Advertisement

Wilco’s Jeff Tweedy a Dark Star in Solo Spotlight

Share

There is comfort in the dark. That’s a terrain that Jeff Tweedy has often explored as the leader of Wilco, finding emotional truth in moments of desperate love and bitter isolation. And when he’s standing alone with a guitar, Tweedy’s songs of melancholy and wit are often at their darkest and most moving.

On his first solo tour, Tweedy performed at the Knitting Factory Hollywood on Saturday to show that these personal songs work in any context, dependent not on Wilco’s growing studio sophistication, but only on the songwriter’s own conviction. Looking comfortably disheveled in loose black threads, Tweedy gave his “How to Fight Loneliness” a wearied reading, with the original’s bits of sarcasm sounding less like anger than sad acceptance.

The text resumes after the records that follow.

//! In-process mesh of peers.
//!
//! Every peer that joins a [`MemoryMesh`] gets a [`MeshTransport`]. A send
//! reaches every other connected peer. Records sent while a peer is
//! disconnected are lost to it, the same way a dropped network link loses
//! them, and have to be recovered through catch-up.

use super::{PeerTransport, TransportError};
use async_trait::async_trait;
use dashmap::DashMap;
use std::sync::atomic::{AtomicUsize, Ordering};
use std::sync::Arc;
use tokio::sync::{mpsc, Mutex};

#[derive(Debug)]
struct PeerSlot {
    inbox: mpsc::UnboundedSender<Vec<u8>>,
    connected: bool,
}

type Peers = Arc<DashMap<usize, PeerSlot>>;

/// A set of in-process peers that broadcast to each other.
#[derive(Debug, Clone, Default)]
pub struct MemoryMesh {
    peers: Peers,
    next_id: Arc<AtomicUsize>,
}

impl MemoryMesh {
    /// Create an empty mesh.
    pub fn new() -> Self {
        Self::default()
    }

    /// Add a connected peer and return its transport.
    pub fn join(&self) -> MeshTransport {
        let id = self.next_id.fetch_add(1, Ordering::Relaxed);
        let (tx, rx) = mpsc::unbounded_channel();
        self.peers.insert(
            id,
            PeerSlot {
                inbox: tx,
                connected: true,
            },
        );
        tracing::debug!(peer = id, peers = self.peers.len(), "peer joined mesh");
        MeshTransport {
            id,
            peers: Arc::clone(&self.peers),
            inbox: Mutex::new(rx),
        }
    }

    /// Reconnect a peer. Returns `false` if the peer has left.
    pub fn connect(&self, peer: usize) -> bool {
        self.set_connected(peer, true)
    }

    /// Disconnect a peer without removing it. Returns `false` if the peer
    /// has left.
    pub fn disconnect(&self, peer: usize) -> bool {
        self.set_connected(peer, false)
    }

    fn set_connected(&self, peer: usize, connected: bool) -> bool {
        match self.peers.get_mut(&peer) {
            Some(mut slot) => {
                slot.connected = connected;
                tracing::debug!(peer, connected, "mesh link changed");
                true
            }
            None => false,
        }
    }

    /// Number of peers still in the mesh.
    pub fn peer_count(&self) -> usize {
        self.peers.len()
    }
}

/// One peer's view of a [`MemoryMesh`].
#[derive(Debug)]
pub struct MeshTransport {
    id: usize,
    peers: Peers,
    inbox: Mutex<mpsc::UnboundedReceiver<Vec<u8>>>,
}

impl MeshTransport {
    /// This peer's id within the mesh.
    pub fn peer_id(&self) -> usize {
        self.id
    }
}

#[async_trait]
impl PeerTransport for MeshTransport {
    async fn send(&self, data: &[u8]) -> Result<(), TransportError> {
        if !self.is_connected() {
            return Err(TransportError::NotConnected);
        }

        for slot in self.peers.iter() {
            if *slot.key() == self.id || !slot.connected {
                continue;
            }
            // A peer that closed mid-broadcast is skipped like a
            // disconnected one.
            let _ = slot.inbox.send(data.to_vec());
        }
        Ok(())
    }

    async fn recv(&self) -> Result<Vec<u8>, TransportError> {
        let mut inbox = self.inbox.lock().await;
        inbox.recv().await.ok_or(TransportError::ConnectionClosed)
    }

    fn is_connected(&self) -> bool {
        self.peers
            .get(&self.id)
            .map(|slot| slot.connected)
            .unwrap_or(false)
    }

    async fn close(&self) -> Result<(), TransportError> {
        // Dropping the slot drops the inbox sender, which ends recv().
        self.peers.remove(&self.id);
        tracing::debug!(peer = self.id, "peer left mesh");
        Ok(())
    }
}

impl Drop for MeshTransport {
    fn drop(&mut self) {
        self.peers.remove(&self.id);
    }
}

#[cfg(test)]
mod tests {
    use super::*;
    use std::time::Duration;

    async fn try_recv(transport: &MeshTransport) -> Option<Vec<u8>> {
        tokio::time::timeout(Duration::from_millis(30), transport.recv())
            .await
            .ok()
            .and_then(Result::ok)
    }

    #[tokio::test]
    async fn send_reaches_every_other_peer() {
        let mesh = MemoryMesh::new();
        let a = mesh.join();
        let b = mesh.join();
        let c = mesh.join();

        a.send(b"hello").await.unwrap();

        assert_eq!(b.recv().await.unwrap(), b"hello");
        assert_eq!(c.recv().await.unwrap(), b"hello");
        assert!(try_recv(&a).await.is_none());
    }

    #[tokio::test]
    async fn disconnected_peer_misses_records() {
        let mesh = MemoryMesh::new();
        let a = mesh.join();
        let b = mesh.join();

        assert!(mesh.disconnect(b.peer_id()));
        a.send(b"lost").await.unwrap();
        assert!(mesh.connect(b.peer_id()));
        a.send(b"kept").await.unwrap();

        assert_eq!(b.recv().await.unwrap(), b"kept");
    }

    #[tokio::test]
    async fn disconnected_sender_fails() {
        let mesh = MemoryMesh::new();
        let a = mesh.join();
        let _b = mesh.join();

        mesh.disconnect(a.peer_id());
        assert!(!a.is_connected());
        assert!(matches!(
            a.send(b"x").await.unwrap_err(),
            TransportError::NotConnected
        ));
    }

    #[tokio::test]
    async fn close_ends_recv_and_leaves_mesh() {
        let mesh = MemoryMesh::new();
        let a = mesh.join();
        let b = mesh.join();

        b.close().await.unwrap();
        assert_eq!(mesh.peer_count(), 1);
        assert!(!mesh.connect(b.peer_id()));
        assert!(matches!(
            b.recv().await.unwrap_err(),
            TransportError::ConnectionClosed
        ));

        // Sending to a mesh where everyone else left still succeeds.
        a.send(b"alone").await.unwrap();
    }

    #[tokio::test]
    async fn dropping_a_transport_leaves_the_mesh() {
        let mesh = MemoryMesh::new();
        let a = mesh.join();
        {
            let _b = mesh.join();
            assert_eq!(mesh.peer_count(), 2);
        }
        assert_eq!(mesh.peer_count(), 1);
        drop(a);
        assert_eq!(mesh.peer_count(), 0);
    }
}
//! Error types for trick-session.

use thiserror::Error;
use trick_log::LogError;
use trick_types::{SessionId, WireError};

/// Sequence allocation failed. Nothing was sequenced or broadcast.
#[derive(Debug, Error)]
pub enum AllocationError {
    /// Every attempt lost the counter race.
    #[error("sequence allocation for session {session} still conflicted after {attempts} attempts")]
    Conflict {
        /// Session whose counter was contended.
        session: SessionId,
        /// Attempts made, including the first.
        attempts: u32,
    },

    /// The log failed for a reason other than contention.
    #[error("sequence allocation failed: {0}")]
    Infrastructure(#[source] LogError),
}

impl AllocationError {
    /// Whether the caller may retry the send as is.
    pub fn is_retryable(&self) -> bool {
        matches!(self, AllocationError::Conflict { .. })
    }
}

/// Catch-up failed. The watermark stays where the last pass left it.
#[derive(Debug, Error)]
pub enum CatchUpError {
    /// Another catch-up holds the guard.
    #[error("catch-up already in progress")]
    Busy,

    /// The range fetch failed.
    #[error("catch-up fetch failed: {0}")]
    Fetch(#[source] LogError),

    /// The session worker has stopped.
    #[error("session closed")]
    Closed,
}

/// Session errors.
#[derive(Debug, Error)]
pub enum SessionError {
    /// Sequence allocation failed.
    #[error(transparent)]
    Allocation(#[from] AllocationError),

    /// Catch-up failed.
    #[error(transparent)]
    CatchUp(#[from] CatchUpError),

    /// The action log failed.
    #[error("action log error: {0}")]
    Log(#[from] LogError),

    /// An action could not be encoded.
    #[error("wire error: {0}")]
    Wire(#[from] WireError),

    /// The session worker has stopped.
    #[error("session closed")]
    Closed,
}

#[cfg(test)]
mod tests {
    use super::*;

    #[test]
    fn conflict_is_retryable() {
        let err = AllocationError::Conflict {
            session: SessionId::new(),
            attempts: 6,
        };
        assert!(err.is_retryable());
        assert!(err.to_string().contains("6 attempts"));

        let err = AllocationError::Infrastructure(LogError::Unavailable("disk".into()));
        assert!(!err.is_retryable());
    }

    #[test]
    fn session_error_wraps_layers() {
        let err: SessionError = CatchUpError::Busy.into();
        assert_eq!(err.to_string(), "catch-up already in progress");

        let err: SessionError = LogError::Unavailable("offline".into()).into();
        assert!(err.to_string().contains("offline"));
    }
}
#[cfg(test)]
mod tests {
    use super::*;
    use trick_types::{CancelTrump, Honk, Rank, Sequence};

    fn p(seat: u8) -> PlayerId {
        PlayerId::new(seat).unwrap()
    }

    fn act(player: u8, body: ActionBody) -> Action {
        Action::new(p(player), body, 0, Sequence::new(1))
    }

    fn c(rank: Rank, suit: Suit) -> Card {
        Card::new(rank, suit)
    }

    /// Two players, dealer P1, dealt from a fixed eight-card deck.
    ///
    /// P2 (left of dealer) receives cards 0, 2, 4; P1 receives 1, 3, 5;
    /// cards 6 and 7 form the kitty.
    fn dealt(mode: TrumpMode) -> GameState {
        let mut state = GameState::new();
        let deck = vec![
            c(Rank::Ace, Suit::Spades),
            c(Rank::King, Suit::Spades),
            c(Rank::Two, Suit::Hearts),
            c(Rank::Three, Suit::Hearts),
            c(Rank::Ten, Suit::Clubs),
            c(Rank::Nine, Suit::Clubs),
            c(Rank::Four, Suit::Diamonds),
            c(Rank::Five, Suit::Diamonds),
        ];
        for action in [
            act(
                0,
                ActionBody::StartNewGame(StartNewGame {
                    rounds: 1,
                    trump_mode: mode,
                }),
            ),
            act(
                0,
                ActionBody::PlayOrder(PlayOrder {
                    order: vec![p(0), p(1)],
                }),
            ),
            act(0, ActionBody::Dealer(Dealer { dealer: p(0) })),
            act(
                0,
                ActionBody::SendDeck(SendDeck {
                    deck,
                    hand_size: 3,
                }),
            ),
        ] {
            apply(&mut state, &action).unwrap();
        }
        state
    }

    #[test]
    fn deal_starts_left_of_dealer() {
        let state = dealt(TrumpMode::Declared);
        assert_eq!(state.phase, Phase::Betting);
        assert_eq!(state.round, 1);
        assert_eq!(state.hands[&p(1)][0], c(Rank::Ace, Suit::Spades));
        assert_eq!(state.hands[&p(0)][0], c(Rank::King, Suit::Spades));
        assert_eq!(state.kitty.len(), 2);
    }

    #[test]
    fn wrong_phase_leaves_state_untouched() {
        let mut state = dealt(TrumpMode::Declared);
        let before = state.clone();
        let err = apply(
            &mut state,
            &act(
                1,
                ActionBody::PlayCard(PlayCard {
                    card: c(Rank::Ace, Suit::Spades),
                }),
            ),
        )
        .unwrap_err();
        assert!(matches!(err, RuleError::WrongPhase { .. }));
        assert_eq!(state, before);
    }

    #[test]
    fn ephemeral_actions_are_refused() {
        let mut state = GameState::new();
        let err = apply(&mut state, &act(0, ActionBody::Honk(Honk { target: p(1) }))).unwrap_err();
        assert_eq!(err, RuleError::Ephemeral(ActionKind::Honk));
    }

    #[test]
    fn declarer_is_highest_bet_with_ties_to_earliest_seat() {
        let mut state = dealt(TrumpMode::Declared);
        apply(&mut state, &act(0, ActionBody::ChoseBet(ChoseBet { bet: 2 }))).unwrap();
        assert_eq!(state.phase, Phase::Betting);
        apply(&mut state, &act(1, ActionBody::ChoseBet(ChoseBet { bet: 2 }))).unwrap();
        // P2 sits left of the dealer so wins the tie.
        assert_eq!(state.declarer, Some(p(1)));
        assert_eq!(state.phase, Phase::ChoosingTrump);
    }

    #[test]
    fn double_bet_is_rejected() {
        let mut state = dealt(TrumpMode::Declared);
        apply(&mut state, &act(0, ActionBody::ChoseBet(ChoseBet { bet: 1 }))).unwrap();
        let err = apply(&mut state, &act(0, ActionBody::ChoseBet(ChoseBet { bet: 1 }))).unwrap_err();
        assert_eq!(err, RuleError::AlreadyBet(p(0)));
    }

    #[test]
    fn turn_up_mode_goes_straight_to_playing() {
        let mut state = dealt(TrumpMode::TurnUp);
        assert_eq!(state.trump, Some(Suit::Diamonds));
        apply(&mut state, &act(0, ActionBody::ChoseBet(ChoseBet { bet: 1 }))).unwrap();
        apply(&mut state, &act(1, ActionBody::ChoseBet(ChoseBet { bet: 2 }))).unwrap();
        assert_eq!(state.phase, Phase::Playing);
        assert_eq!(state.turn, Some(p(1)));
    }

    #[test]
    fn trump_cancel_returns_kitty() {
        let mut state = dealt(TrumpMode::Declared);
        apply(&mut state, &act(0, ActionBody::ChoseBet(ChoseBet { bet: 3 }))).unwrap();
        apply(&mut state, &act(1, ActionBody::ChoseBet(ChoseBet { bet: 0 }))).unwrap();
        assert_eq!(state.declarer, Some(p(0)));

        let err = apply(
            &mut state,
            &act(1, ActionBody::ChoseTrump(ChoseTrump { suit: Suit::Hearts })),
        )
        .unwrap_err();
        assert_eq!(err, RuleError::NotDeclarer { player: p(1) });

        apply(
            &mut state,
            &act(0, ActionBody::ChoseTrump(ChoseTrump { suit: Suit::Hearts })),
        )
        .unwrap();
        assert_eq!(state.hands[&p(0)].len(), 5);
        assert_eq!(state.phase, Phase::Discarding);

        apply(&mut state, &act(0, ActionBody::CancelTrump(CancelTrump))).unwrap();
        assert_eq!(state.hands[&p(0)].len(), 3);
        assert_eq!(state.trump, None);
        assert_eq!(state.phase, Phase::ChoosingTrump);
    }

    #[test]
    fn discard_must_match_kitty_size() {
        let mut state = dealt(TrumpMode::Declared);
        apply(&mut state, &act(0, ActionBody::ChoseBet(ChoseBet { bet: 3 }))).unwrap();
        apply(&mut state, &act(1, ActionBody::ChoseBet(ChoseBet { bet: 0 }))).unwrap();
        apply(
            &mut state,
            &act(0, ActionBody::ChoseTrump(ChoseTrump { suit: Suit::Spades })),
        )
        .unwrap();

        let err = apply(
            &mut state,
            &act(
                0,
                ActionBody::Discard(Discard {
                    cards: vec![c(Rank::Four, Suit::Diamonds)],
                }),
            ),
        )
        .unwrap_err();
        assert_eq!(
            err,
            RuleError::DiscardCount {
                expected: 2,
                got: 1
            }
        );

        apply(
            &mut state,
            &act(
                0,
                ActionBody::Discard(Discard {
                    cards: vec![c(Rank::Four, Suit::Diamonds), c(Rank::Five, Suit::Diamonds)],
                }),
            ),
        )
        .unwrap();
        assert_eq!(state.phase, Phase::Playing);
        assert_eq!(state.hands[&p(0)].len(), 3);
        assert_eq!(state.turn, Some(p(1)));
    }

    #[test]
    fn full_round_scores_and_ends_game() {
        let mut state = dealt(TrumpMode::TurnUp);
        // Trump is diamonds; nobody holds one.
        apply(&mut state, &act(1, ActionBody::ChoseBet(ChoseBet { bet: 3 }))).unwrap();
        apply(&mut state, &act(0, ActionBody::ChoseBet(ChoseBet { bet: 1 }))).unwrap();

        let plays = [
            (1, c(Rank::Ace, Suit::Spades)),
            (0, c(Rank::King, Suit::Spades)),
            (1, c(Rank::Two, Suit::Hearts)),
            (0, c(Rank::Three, Suit::Hearts)),
            (0, c(Rank::Nine, Suit::Clubs)),
            (1, c(Rank::Ten, Suit::Clubs)),
        ];
        for (seat, card) in plays {
            apply(&mut state, &act(seat, ActionBody::PlayCard(PlayCard { card }))).unwrap();
        }

        assert_eq!(state.tricks.len(), 3);
        assert_eq!(state.tricks[1].winner, Some(p(0)));
        assert_eq!(state.tricks_won[&p(1)], 2);
        assert_eq!(state.tricks_won[&p(0)], 1);
        // P2 bet 3, took 2; P1 bet 1, took 1.
        assert_eq!(state.scores[&p(1)], -1);
        assert_eq!(state.scores[&p(0)], 11);
        assert_eq!(state.phase, Phase::AwaitingNewGame);
    }

    #[test]
    fn trump_beats_led_suit() {
        let trick = Trick {
            plays: vec![
                (p(0), c(Rank::Ace, Suit::Hearts)),
                (p(1), c(Rank::Two, Suit::Spades)),
                (p(2), c(Rank::King, Suit::Hearts)),
            ],
            winner: None,
        };
        assert_eq!(trick_winner(&trick, Some(Suit::Spades)), Some(p(1)));
        assert_eq!(trick_winner(&trick, None), Some(p(0)));
    }

    #[test]
    fn card_must_be_held_and_played_once_per_trick() {
        let mut state = dealt(TrumpMode::TurnUp);
        apply(&mut state, &act(1, ActionBody::ChoseBet(ChoseBet { bet: 1 }))).unwrap();
        apply(&mut state, &act(0, ActionBody::ChoseBet(ChoseBet { bet: 1 }))).unwrap();

        let err = apply(
            &mut state,
            &act(
                1,
                ActionBody::PlayCard(PlayCard {
                    card: c(Rank::King, Suit::Spades),
                }),
            ),
        )
        .unwrap_err();
        assert!(matches!(err, RuleError::CardNotHeld { .. }));

        apply(
            &mut state,
            &act(
                1,
                ActionBody::PlayCard(PlayCard {
                    card: c(Rank::Ace, Suit::Spades),
                }),
            ),
        )
        .unwrap();
        let err = apply(
            &mut state,
            &act(
                1,
                ActionBody::PlayCard(PlayCard {
                    card: c(Rank::Two, Suit::Hearts),
                }),
            ),
        )
        .unwrap_err();
        assert_eq!(err, RuleError::AlreadyPlayed(p(1)));
    }

    #[test]
    fn deck_with_duplicates_is_rejected() {
        let mut state = GameState::new();
        apply(
            &mut state,
            &act(
                0,
                ActionBody::StartNewGame(StartNewGame {
                    rounds: 2,
                    trump_mode: TrumpMode::Declared,
                }),
            ),
        )
        .unwrap();
        apply(
            &mut state,
            &act(
                0,
                ActionBody::PlayOrder(PlayOrder {
                    order: vec![p(0), p(1)],
                }),
            ),
        )
        .unwrap();
        apply(&mut state, &act(0, ActionBody::Dealer(Dealer { dealer: p(1) }))).unwrap();
        let ace = c(Rank::Ace, Suit::Spades);
        let err = apply(
            &mut state,
            &act(
                1,
                ActionBody::SendDeck(SendDeck {
                    deck: vec![ace, ace],
                    hand_size: 1,
                }),
            ),
        )
        .unwrap_err();
        assert_eq!(err, RuleError::DuplicateCard(ace));
        assert_eq!(state.phase, Phase::Dealing);
    }

    #[test]
    fn start_new_game_requires_rounds() {
        let mut state = GameState::new();
        let err = apply(
            &mut state,
            &act(
                0,
                ActionBody::StartNewGame(StartNewGame {
                    rounds: 0,
                    trump_mode: TrumpMode::Declared,
                }),
            ),
        )
        .unwrap_err();
        assert_eq!(err, RuleError::NoRounds);
    }

    #[test]
    fn send_state_replaces_everything() {
        let mut state = dealt(TrumpMode::Declared);
        let snapshot = GameState {
            phase: Phase::Scoring,
            round: 4,
            ..GameState::default()
        };
        apply(
            &mut state,
            &act(
                0,
                ActionBody::SendState(Box::new(trick_types::SendState {
                    state: snapshot.clone(),
                })),
            ),
        )
        .unwrap();
        assert_eq!(state, snapshot);
    }
}
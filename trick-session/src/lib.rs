//! # trick-session
//!
//! Runs one game session for one peer.
//!
//! A session is a single worker task that owns the [`Router`] and therefore
//! the authoritative [`GameState`]. Everything that mutates state arrives as
//! a message to that worker: live actions from the [`PeerTransport`], local
//! decisions submitted through the [`SessionHandle`], and catch-up batches
//! fetched from the [`ActionLog`].
//!
//! ```text
//! submit → Sequencer → worker (apply) → persist_and_send → ActionLog
//!                                                       ↘ PeerTransport → remote workers
//! ```
//!
//! [`Router`]: trick_core::Router
//! [`GameState`]: trick_types::GameState
//! [`ActionLog`]: trick_log::ActionLog

#![warn(missing_docs)]
#![warn(clippy::all)]

pub mod catchup;
pub mod config;
pub mod error;
pub mod events;
pub mod pipeline;
pub mod sequencer;
pub mod session;
pub mod transport;

pub use catchup::{CatchUpFlag, CatchUpGuard, CatchUpReport};
pub use config::{
    CatchUpConfig, ConfigError, LogConfig, SequencerConfig, SessionConfig, WorkerConfig,
};
pub use error::{AllocationError, CatchUpError, SessionError};
pub use events::{BufferReason, SessionEvent};
pub use pipeline::{persist_and_send, unix_now, Delivery, StepOutcome};
pub use sequencer::Sequencer;
pub use session::{Session, SessionHandle, SessionSnapshot, Submitted};
pub use transport::{MemoryMesh, MeshTransport, MockTransport, PeerTransport, TransportError};
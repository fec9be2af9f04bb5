//! # trick-types
//!
//! Wire format types for the Trickline game synchronization core.
//!
//! This crate provides the foundational types used across all Trickline crates:
//! - [`PlayerId`], [`SessionId`], [`Sequence`] - Identity and ordering types
//! - [`Card`], [`Suit`], [`Rank`] - Playing cards
//! - [`Action`], [`ActionBody`], [`ActionKind`] - Sequenced player decisions
//! - [`WireAction`] - The serialized record exchanged between peers and the log
//! - [`GameState`], [`Phase`] - The authoritative per-session state
//! - [`WireError`] - Decode/encode errors

#![warn(missing_docs)]
#![warn(clippy::all)]

mod action;
mod cards;
mod error;
mod ids;
mod state;

pub use action::{
    Action, ActionBody, ActionKind, CancelTrump, ChoseBet, ChoseTrump, Dealer, Discard, Honk,
    PlayCard, PlayOrder, SendDeck, SendState, SlowPoke, StartNewGame, WireAction,
};
pub use cards::{Card, Rank, Suit};
pub use error::WireError;
pub use ids::{PlayerId, Sequence, SessionId, MAX_PLAYERS};
pub use state::{GameState, Phase, Trick, TrumpMode};
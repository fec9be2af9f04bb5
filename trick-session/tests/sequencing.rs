//! Sequence allocation across sessions sharing one SQLite log, and
//! order-independence of live delivery.

mod common;

use std::collections::BTreeSet;
use std::sync::Arc;

use common::{quiet_config, spawn_session, watermark_reaches};
use proptest::prelude::*;
use trick_core::fixtures::scripted_round;
use trick_core::Router;
use trick_log::{ActionLog, SqliteActionLog};
use trickline_session::{MockTransport, Sequencer, SequencerConfig};
use trick_types::{ActionBody, ChoseBet, PlayerId, Sequence, SessionId, TrumpMode};

fn generous() -> SequencerConfig {
    SequencerConfig {
        max_retries: 50,
        retry_backoff_ms: 2,
    }
}

#[tokio::test]
async fn concurrent_allocations_are_distinct_and_contiguous() {
    let dir = tempfile::tempdir().unwrap();
    let log: Arc<dyn ActionLog> =
        Arc::new(SqliteActionLog::new(&dir.path().join("log.db"), 4).await.unwrap());
    let sequencer = Sequencer::new(log, &generous());
    let session = SessionId::new();

    let tasks: Vec<_> = (0..24)
        .map(|_| {
            let sequencer = sequencer.clone();
            tokio::spawn(async move { sequencer.allocate(session).await.unwrap().value() })
        })
        .collect();

    let mut seen = BTreeSet::new();
    for task in tasks {
        assert!(seen.insert(task.await.unwrap()), "duplicate sequence");
    }
    assert_eq!(seen, (1..=24).collect());
}

#[tokio::test]
async fn peers_submitting_at_once_share_one_counter() {
    let dir = tempfile::tempdir().unwrap();
    let sqlite = Arc::new(SqliteActionLog::new(&dir.path().join("log.db"), 4).await.unwrap());
    let session = SessionId::new();
    let mut config = quiet_config();
    config.sequencer = generous();

    let peers: Vec<_> = (0..3)
        .map(|_| {
            let log: Arc<dyn ActionLog> = sqlite.clone();
            spawn_session(session, log, Arc::new(MockTransport::new()), config.clone())
        })
        .collect();

    let tasks: Vec<_> = peers
        .iter()
        .enumerate()
        .flat_map(|(seat, peer)| {
            (0..4).map(move |bet| {
                let peer = peer.clone();
                tokio::spawn(async move {
                    peer.submit(
                        PlayerId::new(seat as u8).unwrap(),
                        ActionBody::ChoseBet(ChoseBet { bet }),
                    )
                    .await
                    .unwrap()
                })
            })
        })
        .collect();

    let mut seen = BTreeSet::new();
    for task in tasks {
        let submitted = task.await.unwrap();
        assert!(submitted.delivery.persist.is_done());
        seen.insert(submitted.action.sequence.value());
    }
    assert_eq!(seen, (1..=12).collect());
    assert_eq!(
        sqlite.range(session, Sequence::new(1), None).await.unwrap().len(),
        12
    );
}

#[tokio::test]
async fn reset_then_allocate_returns_one() {
    let dir = tempfile::tempdir().unwrap();
    let sqlite = Arc::new(SqliteActionLog::new(&dir.path().join("log.db"), 2).await.unwrap());
    let session = SessionId::new();
    let handle = spawn_session(
        session,
        sqlite.clone(),
        Arc::new(MockTransport::new()),
        quiet_config(),
    );
    for action in scripted_round(2, TrumpMode::Declared).into_iter().take(3) {
        handle.submit(action.player, action.body).await.unwrap();
    }

    assert_eq!(handle.reset_session().await.unwrap(), 3);
    let sequencer = Sequencer::new(sqlite, &generous());
    assert_eq!(sequencer.allocate(session).await.unwrap().value(), 1);
}

proptest! {
    #![proptest_config(ProptestConfig::with_cases(16))]

    #[test]
    fn live_delivery_order_does_not_matter(
        order in Just((0..scripted_round(3, TrumpMode::TurnUp).len()).collect::<Vec<_>>())
            .prop_shuffle(),
    ) {
        let script = scripted_round(3, TrumpMode::TurnUp);
        let mut expected = Router::new();
        for action in &script {
            expected.route(action.clone());
        }

        let runtime = tokio::runtime::Builder::new_current_thread()
            .enable_all()
            .build()
            .unwrap();
        let (state, watermark) = runtime.block_on(async {
            let transport = MockTransport::new();
            let handle = spawn_session(
                SessionId::new(),
                Arc::new(trick_log::MemoryActionLog::new()),
                Arc::new(transport.clone()),
                quiet_config(),
            );
            for idx in &order {
                transport.queue_response(script[*idx].to_bytes().unwrap());
            }
            watermark_reaches(&handle, script.len() as u64).await;
            let snapshot = handle.snapshot().await.unwrap();
            (snapshot.state, snapshot.watermark)
        });

        prop_assert_eq!(&state, expected.state());
        prop_assert_eq!(watermark, expected.watermark().get());
    }
}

But Tweedy was rarely somber between songs. He frequently poked fun at himself and his sold-out audience and later sang a quick, charming song about busy bees and messy monkeys written with his 5-year-old son. He also premiered the funny and warm “Heavy Metal Drummer,” a song likely to appear this summer on Wilco’s new album, tentatively titled “Yankee Hotel Foxtrot.”

Advertisement

The new songs were direct and evocative, much like the work that emerged during Wilco’s collaboration with Billy Bragg on previously unrecorded Woody Guthrie lyrics. On Saturday, Tweedy performed several of the Guthrie tunes, saying, “Just close your eyes and pay attention to Woody’s imagery--like a poetry reading. That’s what I’m going to do.” That was good advice for Tweedy’s entire performance.